_EXERCISE OBJECTIVE_
Beginning at the top of the listing, repeat each line exactly until the line with "replace the episode with the given id." has been repeated too.

_INPUT RECORDS_

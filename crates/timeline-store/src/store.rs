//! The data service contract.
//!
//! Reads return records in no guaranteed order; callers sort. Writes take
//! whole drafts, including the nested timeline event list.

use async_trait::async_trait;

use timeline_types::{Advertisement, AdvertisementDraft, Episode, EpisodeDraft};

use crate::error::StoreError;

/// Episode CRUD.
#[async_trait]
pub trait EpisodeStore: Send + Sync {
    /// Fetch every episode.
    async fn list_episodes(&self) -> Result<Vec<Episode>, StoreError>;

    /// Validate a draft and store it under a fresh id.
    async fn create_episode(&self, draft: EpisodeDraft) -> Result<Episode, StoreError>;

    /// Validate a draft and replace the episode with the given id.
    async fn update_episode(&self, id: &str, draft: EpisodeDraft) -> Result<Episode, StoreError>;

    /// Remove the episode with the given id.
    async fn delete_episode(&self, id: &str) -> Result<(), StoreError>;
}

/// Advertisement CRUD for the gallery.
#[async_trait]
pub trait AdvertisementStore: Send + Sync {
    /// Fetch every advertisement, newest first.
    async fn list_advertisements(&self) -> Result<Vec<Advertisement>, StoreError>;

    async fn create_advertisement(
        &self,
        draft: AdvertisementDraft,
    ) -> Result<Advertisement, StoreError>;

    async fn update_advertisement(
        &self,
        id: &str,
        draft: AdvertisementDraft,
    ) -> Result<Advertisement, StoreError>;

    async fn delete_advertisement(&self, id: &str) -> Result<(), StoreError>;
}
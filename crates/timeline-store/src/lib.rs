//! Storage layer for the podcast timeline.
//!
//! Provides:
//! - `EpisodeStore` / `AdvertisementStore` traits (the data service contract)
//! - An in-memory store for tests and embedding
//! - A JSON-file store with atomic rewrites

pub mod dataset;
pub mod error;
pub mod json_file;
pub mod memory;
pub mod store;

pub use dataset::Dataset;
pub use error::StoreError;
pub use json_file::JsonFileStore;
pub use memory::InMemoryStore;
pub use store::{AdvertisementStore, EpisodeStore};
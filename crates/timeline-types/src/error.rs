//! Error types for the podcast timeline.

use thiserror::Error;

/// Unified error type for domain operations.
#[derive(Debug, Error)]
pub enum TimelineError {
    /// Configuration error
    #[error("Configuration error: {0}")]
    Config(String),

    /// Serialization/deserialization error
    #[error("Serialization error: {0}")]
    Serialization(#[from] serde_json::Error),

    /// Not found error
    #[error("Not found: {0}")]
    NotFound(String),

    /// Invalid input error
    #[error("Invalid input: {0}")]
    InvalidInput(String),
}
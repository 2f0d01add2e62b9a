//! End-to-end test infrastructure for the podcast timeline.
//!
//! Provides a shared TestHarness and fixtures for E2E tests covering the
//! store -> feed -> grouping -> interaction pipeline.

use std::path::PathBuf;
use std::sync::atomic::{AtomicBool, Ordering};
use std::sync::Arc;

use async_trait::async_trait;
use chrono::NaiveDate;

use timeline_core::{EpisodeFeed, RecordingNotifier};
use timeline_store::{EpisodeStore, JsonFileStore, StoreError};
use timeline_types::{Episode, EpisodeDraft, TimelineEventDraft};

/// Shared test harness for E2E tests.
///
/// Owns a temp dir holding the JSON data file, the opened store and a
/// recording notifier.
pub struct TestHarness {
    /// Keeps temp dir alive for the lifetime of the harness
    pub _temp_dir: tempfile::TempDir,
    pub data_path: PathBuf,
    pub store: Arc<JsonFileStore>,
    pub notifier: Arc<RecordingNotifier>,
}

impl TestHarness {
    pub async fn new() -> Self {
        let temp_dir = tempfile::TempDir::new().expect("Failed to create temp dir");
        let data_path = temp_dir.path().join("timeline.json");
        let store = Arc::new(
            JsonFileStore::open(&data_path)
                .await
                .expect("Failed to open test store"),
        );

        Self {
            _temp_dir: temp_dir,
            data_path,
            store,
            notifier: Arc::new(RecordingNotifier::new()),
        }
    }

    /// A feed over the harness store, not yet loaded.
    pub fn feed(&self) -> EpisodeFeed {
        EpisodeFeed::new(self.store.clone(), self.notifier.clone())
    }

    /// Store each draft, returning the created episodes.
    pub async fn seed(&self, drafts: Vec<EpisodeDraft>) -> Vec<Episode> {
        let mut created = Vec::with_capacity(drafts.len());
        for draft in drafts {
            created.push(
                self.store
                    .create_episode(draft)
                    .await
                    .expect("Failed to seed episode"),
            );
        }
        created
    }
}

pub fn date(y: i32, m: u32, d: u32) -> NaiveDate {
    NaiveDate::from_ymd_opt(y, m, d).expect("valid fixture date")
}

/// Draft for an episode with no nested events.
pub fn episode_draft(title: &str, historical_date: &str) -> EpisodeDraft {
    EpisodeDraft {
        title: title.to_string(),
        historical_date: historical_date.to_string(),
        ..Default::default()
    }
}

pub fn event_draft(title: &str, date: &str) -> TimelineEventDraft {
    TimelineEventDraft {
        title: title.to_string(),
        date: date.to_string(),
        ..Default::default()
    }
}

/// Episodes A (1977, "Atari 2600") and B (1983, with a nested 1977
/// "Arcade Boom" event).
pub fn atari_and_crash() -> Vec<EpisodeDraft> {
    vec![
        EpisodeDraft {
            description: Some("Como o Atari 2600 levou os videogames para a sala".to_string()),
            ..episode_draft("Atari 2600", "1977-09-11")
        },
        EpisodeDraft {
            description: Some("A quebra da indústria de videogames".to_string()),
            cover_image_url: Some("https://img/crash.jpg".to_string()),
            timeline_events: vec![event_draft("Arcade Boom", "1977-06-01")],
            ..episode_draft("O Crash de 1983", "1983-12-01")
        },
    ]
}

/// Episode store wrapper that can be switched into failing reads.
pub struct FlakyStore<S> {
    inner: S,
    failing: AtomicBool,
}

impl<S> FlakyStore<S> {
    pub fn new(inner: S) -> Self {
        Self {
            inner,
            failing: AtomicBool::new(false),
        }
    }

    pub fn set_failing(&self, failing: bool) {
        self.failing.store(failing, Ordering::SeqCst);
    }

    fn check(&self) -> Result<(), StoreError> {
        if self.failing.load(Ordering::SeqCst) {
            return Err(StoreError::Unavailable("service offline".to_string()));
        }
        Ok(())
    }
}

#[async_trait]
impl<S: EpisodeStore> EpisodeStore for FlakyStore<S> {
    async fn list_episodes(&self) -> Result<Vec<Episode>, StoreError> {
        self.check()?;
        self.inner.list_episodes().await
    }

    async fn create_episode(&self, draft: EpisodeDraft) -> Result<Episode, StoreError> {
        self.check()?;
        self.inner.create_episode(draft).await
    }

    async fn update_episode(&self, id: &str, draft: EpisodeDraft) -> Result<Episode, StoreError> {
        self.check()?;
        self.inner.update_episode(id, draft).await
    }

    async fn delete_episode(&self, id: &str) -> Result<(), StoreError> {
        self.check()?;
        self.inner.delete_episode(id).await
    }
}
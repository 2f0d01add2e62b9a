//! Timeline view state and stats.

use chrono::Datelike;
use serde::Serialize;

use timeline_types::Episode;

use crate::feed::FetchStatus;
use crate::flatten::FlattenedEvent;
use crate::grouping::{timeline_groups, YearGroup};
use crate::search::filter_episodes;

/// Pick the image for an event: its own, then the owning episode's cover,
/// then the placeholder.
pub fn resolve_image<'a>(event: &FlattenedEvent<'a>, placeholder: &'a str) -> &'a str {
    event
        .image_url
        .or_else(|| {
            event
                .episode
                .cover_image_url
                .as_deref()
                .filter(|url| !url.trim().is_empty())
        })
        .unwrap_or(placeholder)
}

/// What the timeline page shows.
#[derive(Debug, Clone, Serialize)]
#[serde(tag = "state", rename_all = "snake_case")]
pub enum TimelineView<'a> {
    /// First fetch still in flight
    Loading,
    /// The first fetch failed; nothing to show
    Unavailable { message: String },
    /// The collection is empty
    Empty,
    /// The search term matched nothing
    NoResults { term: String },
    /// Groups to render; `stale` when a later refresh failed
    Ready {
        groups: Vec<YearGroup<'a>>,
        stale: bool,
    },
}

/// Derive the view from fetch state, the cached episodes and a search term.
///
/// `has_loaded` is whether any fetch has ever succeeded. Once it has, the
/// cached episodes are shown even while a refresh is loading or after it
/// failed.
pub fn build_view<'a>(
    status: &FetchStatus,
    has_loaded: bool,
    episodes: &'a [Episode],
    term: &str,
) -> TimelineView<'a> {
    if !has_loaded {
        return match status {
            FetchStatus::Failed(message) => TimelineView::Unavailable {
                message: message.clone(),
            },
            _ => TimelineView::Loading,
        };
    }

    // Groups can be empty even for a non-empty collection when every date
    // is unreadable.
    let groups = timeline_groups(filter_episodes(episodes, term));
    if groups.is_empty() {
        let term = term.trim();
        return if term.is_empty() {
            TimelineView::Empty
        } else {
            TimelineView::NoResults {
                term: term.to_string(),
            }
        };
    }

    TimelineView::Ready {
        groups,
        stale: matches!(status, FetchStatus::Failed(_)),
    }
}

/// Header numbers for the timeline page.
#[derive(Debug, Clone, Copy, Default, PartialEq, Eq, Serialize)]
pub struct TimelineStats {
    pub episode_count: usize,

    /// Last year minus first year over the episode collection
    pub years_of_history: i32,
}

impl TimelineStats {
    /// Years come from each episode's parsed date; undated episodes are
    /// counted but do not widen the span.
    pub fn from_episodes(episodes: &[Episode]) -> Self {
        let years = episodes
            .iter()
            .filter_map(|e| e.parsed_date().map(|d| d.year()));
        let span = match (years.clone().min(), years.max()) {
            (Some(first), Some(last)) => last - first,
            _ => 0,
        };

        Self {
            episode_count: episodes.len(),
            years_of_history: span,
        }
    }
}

_TASK ANSWER_
filename crates/timeline-store/src/store.rs
//! The data service contract.
//!
//! Reads return records in no guaranteed order; callers sort. Writes take
//! whole drafts, including the nested timeline event list.

use async_trait::async_trait;

use timeline_types::{Advertisement, AdvertisementDraft, Episode, EpisodeDraft};

use crate::error::StoreError;

/// Episode CRUD.
#[async_trait]
pub trait EpisodeStore: Send + Sync {
    /// Fetch every episode.
    async fn list_episodes(&self) -> Result<Vec<Episode>, StoreError>;

    /// Validate a draft and store it under a fresh id.
    async fn create_episode(&self, draft: EpisodeDraft) -> Result<Episode, StoreError>;

    /// Validate a draft and replace the episode with the given id.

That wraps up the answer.